Article ID | Journal | Published Year | Pages | File Type |
---|---|---|---|---|
9016477 | Progress in Neuro-Psychopharmacology and Biological Psychiatry | 2005 | 5 Pages |
Abstract
The neuropeptide substance P (SP) has been suggested to be involved in several physiological and pathological conditions including learning and memory and the processing of pain. This study investigated for the first time acute effects of SP and the neurokinin-1 (NK-1) receptor antagonist L-733060 on long term potentiation (LTP) in the hippocampus. Electrically evoked fEPSP was tested under the influence of SP in the CA1 region of the guinea pig hippocampus. Concentrations of 1 and 10 μM SP increased fEPSP slopes to 114.3±4.5% and 115.8±2.7%, respectively.
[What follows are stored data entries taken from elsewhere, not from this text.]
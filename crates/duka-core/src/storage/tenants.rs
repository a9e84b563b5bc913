//! Repository for tenant registry operations.
//!
//! The tenant registry is the root of request resolution and is not itself
//! row-level-security scoped: middleware must be able to look a tenant up
//! before any scoped session exists.

use std::sync::Arc;

use sqlx::PgPool;

use crate::{
    error::Result,
    models::{Tenant, TenantId},
};

/// Repository for tenant registry operations.
pub struct Repository {
    pool: Arc<PgPool>,
}

impl Repository {
    /// Creates a new repository instance.
    pub fn new(pool: Arc<PgPool>) -> Self {
        Self { pool }
    }

    /// Creates a new tenant.
    ///
    /// # Errors
    ///
    /// Returns error if insert fails or the slug is already taken.
    pub async fn create(&self, tenant: &Tenant) -> Result<TenantId> {
        let id = sqlx::query_scalar(
            r"
            INSERT INTO tenants (id, name, slug, is_active)
            VALUES ($1, $2, $3, $4)
            RETURNING id
            ",
        )
        .bind(tenant.id.0)
        .bind(&tenant.name)
        .bind(&tenant.slug)
        .bind(tenant.is_active)
        .fetch_one(&*self.pool)
        .await?;

        Ok(TenantId(id))
    }

    /// Finds a tenant by ID.
    ///
    /// # Errors
    ///
    /// Returns error if query fails.
    pub async fn find_by_id(&self, tenant_id: TenantId) -> Result<Option<Tenant>> {
        let tenant = sqlx::query_as::<_, Tenant>(
            r"
            SELECT id, name, slug, is_active, created_at, updated_at
            FROM tenants
            WHERE id = $1
            ",
        )
        .bind(tenant_id.0)
        .fetch_optional(&*self.pool)
        .await?;

        Ok(tenant)
    }

    /// Finds a tenant by its subdomain slug.
    ///
    /// # Errors
    ///
    /// Returns error if query fails.
    pub async fn find_by_slug(&self, slug: &str) -> Result<Option<Tenant>> {
        let tenant = sqlx::query_as::<_, Tenant>(
            r"
            SELECT id, name, slug, is_active, created_at, updated_at
            FROM tenants
            WHERE slug = $1
            ",
        )
        .bind(slug)
        .fetch_optional(&*self.pool)
        .await?;

        Ok(tenant)
    }

    /// Checks if a tenant exists.
    ///
    /// # Errors
    ///
    /// Returns error if query fails.
    pub async fn exists(&self, tenant_id: TenantId) -> Result<bool> {
        let exists: (bool,) =
            sqlx::query_as("SELECT EXISTS(SELECT 1 FROM tenants WHERE id = $1)")
                .bind(tenant_id.0)
                .fetch_one(&*self.pool)
                .await?;

        Ok(exists.0)
    }

    /// Activates or deactivates a tenant.
    ///
    /// Deactivated tenants still resolve but are rejected with a forbidden
    /// error by the tenant middleware.
    ///
    /// # Errors
    ///
    /// Returns error if update fails.
    pub async fn set_active(&self, tenant_id: TenantId, is_active: bool) -> Result<()> {
        sqlx::query(
            r"
            UPDATE tenants
            SET is_active = $2, updated_at = NOW()
            WHERE id = $1
            ",
        )
        .bind(tenant_id.0)
        .bind(is_active)
        .execute(&*self.pool)
        .await?;

        Ok(())
    }
}

#[cfg(test)]
mod tests {
    use super::*;

    #[tokio::test]
    async fn repository_can_be_created() {
        let pool = sqlx::PgPool::connect_lazy("postgresql://test").unwrap();
        let _repo = Repository::new(Arc::new(pool));
    }
}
A threshold concentration was found at 0.1 μM SP. The SP-specific NK-1 receptor antagonist L-733060 did not influence fEPSP in a concentration of 1 μM. In experiments with LTP, a significant increase of potentiations after 60 min was seen with 1 μM SP. Even if the initial baseline increase due to SP (1 μM) was subtracted, potentiations were bigger compared to controls. L-733060 (1 μM) suppressed the excitatory effects of 1 μM SP nearly complete and subsequent induced LTP was not increased. In conclusion, SP has excitatory effects in the hippocampus and is able to facilitate LTP via activation of the NK-1 receptor.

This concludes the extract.